The light finally dispelled the shadows for the young Saudi when his relationship with photography flourished — and when he began to travel. It was during an adventure to the Indian subcontinent when he plucked up the courage to quit his job.
“My therapist suggested I do a yoga course in India for a month, and I fell in love with the country,” Jubran said. “I absolutely loved it. I came back home, quit my job and went back right away for three months until the pandemic hit, and the Saudi embassy provided us with a way out.”
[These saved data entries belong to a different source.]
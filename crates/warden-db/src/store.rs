//! [`SurrealStore`]: every repository over one shared SurrealDB handle.

use surrealdb::{Connection, Surreal};
use warden_core::repository::Store;

use crate::repository::{
    SurrealApprovalRequestRepository, SurrealAuditLogRepository, SurrealDelegationRepository,
    SurrealGrantRepository, SurrealInheritanceRepository, SurrealOrgMemberRepository,
    SurrealTeamRepository, SurrealWorkflowRepository,
};

/// The SurrealDB-backed [`Store`]. Clones share the underlying client.
#[derive(Clone)]
pub struct SurrealStore<C: Connection> {
    grants: SurrealGrantRepository<C>,
    inheritance: SurrealInheritanceRepository<C>,
    delegations: SurrealDelegationRepository<C>,
    members: SurrealOrgMemberRepository<C>,
    teams: SurrealTeamRepository<C>,
    workflows: SurrealWorkflowRepository<C>,
    requests: SurrealApprovalRequestRepository<C>,
    audit: SurrealAuditLogRepository<C>,
}

impl<C: Connection> SurrealStore<C> {
    pub fn new(db: Surreal<C>) -> Self {
        Self {
            grants: SurrealGrantRepository::new(db.clone()),
            inheritance: SurrealInheritanceRepository::new(db.clone()),
            delegations: SurrealDelegationRepository::new(db.clone()),
            members: SurrealOrgMemberRepository::new(db.clone()),
            teams: SurrealTeamRepository::new(db.clone()),
            workflows: SurrealWorkflowRepository::new(db.clone()),
            requests: SurrealApprovalRequestRepository::new(db.clone()),
            audit: SurrealAuditLogRepository::new(db),
        }
    }
}

impl<C: Connection + Clone> Store for SurrealStore<C> {
    type Grants = SurrealGrantRepository<C>;
    type Inheritance = SurrealInheritanceRepository<C>;
    type Delegations = SurrealDelegationRepository<C>;
    type Members = SurrealOrgMemberRepository<C>;
    type Teams = SurrealTeamRepository<C>;
    type Workflows = SurrealWorkflowRepository<C>;
    type Requests = SurrealApprovalRequestRepository<C>;
    type Audit = SurrealAuditLogRepository<C>;

    fn grants(&self) -> &Self::Grants {
        &self.grants
    }

    fn inheritance(&self) -> &Self::Inheritance {
        &self.inheritance
    }

    fn delegations(&self) -> &Self::Delegations {
        &self.delegations
    }

    fn members(&self) -> &Self::Members {
        &self.members
    }

    fn teams(&self) -> &Self::Teams {
        &self.teams
    }

    fn workflows(&self) -> &Self::Workflows {
        &self.workflows
    }

    fn requests(&self) -> &Self::Requests {
        &self.requests
    }

    fn audit(&self) -> &Self::Audit {
        &self.audit
    }
}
He described his time in India as blissful, between backpacking and discovering himself, to meeting new people and taking as many pictures as possible.
“Because of depression, I wasn’t very social, so I struggled a lot when communicating with other people.
“To overcome this, I traveled alone so I had to interact with other people and get out of my comfort zone, which helped me a lot. I say photography is what got me out of depression, but it took me to India. Yoga helped a lot with depression, and it gave me the motivation to go back to India,” he added.
Along India’s popular tourism trails he was exposed to all walks of life, which helped him better understand himself, grow in confidence, and feel more comfortable in his own skin.
“Depression was keeping me in the same spot for a very long period. When I went to India, photography opened that for me and showed me the spiritual and philosophical parts of yoga. Photography really guided my way out of depression,” he said.
As the eldest son, and having lost his father at an early age, Jubran was worried his family would not accept his choice of work and lifestyle. He was pleasantly surprised by his mother’s support.
“A lot of things about my family were deluded because of depression but I’m now being myself with my mother, who’s very religious” he said. “When she saw the changes, she loved it. A mother will always love her children.”
Jubran has recently relocated to Riyadh to pursue his career in professional photography, having worked for a time in a studio to build up his portfolio. “There isn’t a bigger business opportunity than in the capital,” he said.
But his interest in black-and-white portrait photography continues to be a source of catharsis.
“Taking portraits is something I do for myself. I go out to souks and markets, and take photos based on the light available,” Jubran said.
“The essence of photography was just lights. Even as a child in art class at school, I never colored my pictures. It expresses what I need to express in the photo. Colors can be distracting.”
He hopes to one day publish his work in a coffee table book. After all, the mental health benefits of a creative outlet can scarcely be overstated.
“It’s part of identifying yourself through expression,” Jubran said. “It’s crucial for each individual’s personal experience, and as a community, to reflect their ideas.”